Puerarin induces hepatocellular carcinoma cell apoptosis modulated by mapk signaling pathways in a dose-dependent manner

Abstract

Background/Aim: Puerarin possesses a battery of therapeutic values in diverse disorders, including proapoptotic actions in multiple cancers. Herein, we investigated the effects of puerarin on hepatocellular carcinoma (HCC) in vitro. Materials and Methods: MTT and flow cytometry were carried out to evaluate the viability and apoptosis of SMMC-7721 HCC cells in the presence of different concentrations of puerarin. Moreover, expression levels, as well as phosphorylation status of several canonical components in mitogen-activated protein kinase (MAPK) pathways, including extracellular signal-regulated kinase 1/2 (ERK1/2), c-Jun Nterminal kinase (JNK), p38, were measured by reverse transcription and quantitative real-time polymerase chain reaction (RT-PCR) and western blot analysis at indicated time intervals.
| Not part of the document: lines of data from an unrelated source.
//! Stub Routes
//!
//! - POST /register - Create an account
//! - POST /login - Exchange credentials for a token
//! - POST /predict - Score one case
//! - GET /health - Service status

use axum::{extract::State, http::StatusCode, Json};
use serde_json::Value;
use std::sync::Arc;

use crate::dto::{Credentials, HealthResponse, LoginResponse, MessageResponse};
use crate::report::PredictionResult;

use super::error::{ApiError, ApiResult};
use super::scoring;
use super::state::StubState;

/// POST /register
pub async fn register(
    State(state): State<Arc<StubState>>,
    Json(credentials): Json<Credentials>,
) -> ApiResult<(StatusCode, Json<MessageResponse>)> {
    require_credentials(&credentials)?;

    if !state
        .register(&credentials.username, &credentials.password)
        .await
    {
        return Err(ApiError::Conflict("User already exists".to_string()));
    }

    tracing::info!(username = %credentials.username, "Registered user");

    Ok((
        StatusCode::CREATED,
        Json(MessageResponse {
            message: "User registered successfully".to_string(),
        }),
    ))
}

/// POST /login
///
/// Tokens are opaque and not remembered; `/predict` accepts any caller.
pub async fn login(
    State(state): State<Arc<StubState>>,
    Json(credentials): Json<Credentials>,
) -> ApiResult<Json<LoginResponse>> {
    require_credentials(&credentials)?;

    if !state
        .check_password(&credentials.username, &credentials.password)
        .await
    {
        return Err(ApiError::Unauthorized(
            "Invalid username or password".to_string(),
        ));
    }

    Ok(Json(LoginResponse {
        message: Some("Login successful".to_string()),
        token: uuid::Uuid::new_v4().to_string(),
    }))
}

/// POST /predict
pub async fn predict(Json(body): Json<Value>) -> ApiResult<Json<PredictionResult>> {
    let fields = body
        .as_object()
        .ok_or_else(|| ApiError::BadRequest("Request body must be a JSON object".to_string()))?;

    let result = scoring::score(fields)?;

    tracing::debug!(prediction = %result.prediction, "Scored prediction request");

    Ok(Json(result))
}

/// GET /health
pub async fn health(State(state): State<Arc<StubState>>) -> Json<HealthResponse> {
    Json(HealthResponse {
        status: "healthy".to_string(),
        version: env!("CARGO_PKG_VERSION").to_string(),
        uptime_seconds: state.uptime_seconds(),
    })
}

fn require_credentials(credentials: &Credentials) -> ApiResult<()> {
    if credentials.username.is_empty() || credentials.password.is_empty() {
        return Err(ApiError::BadRequest(
            "Username and password are required".to_string(),
        ));
    }
    Ok(())
}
Results: Puerarin inhibited proliferation of SMMC-7721 cells and promoted their apoptosis in a dose-and timedependent fashion (p<0.05). Both the expression and phosphorylation levels of MAPK proteins were dramatically increased on puerarin treatment. Conclusion: Puerarin could be employed as a potential anti-carcinogen that exhibits proapoptotic effects on HCC cells, in a dose-and time-dependent manner, with emphasis on MAPK pathways whose initiation may contribute to this process.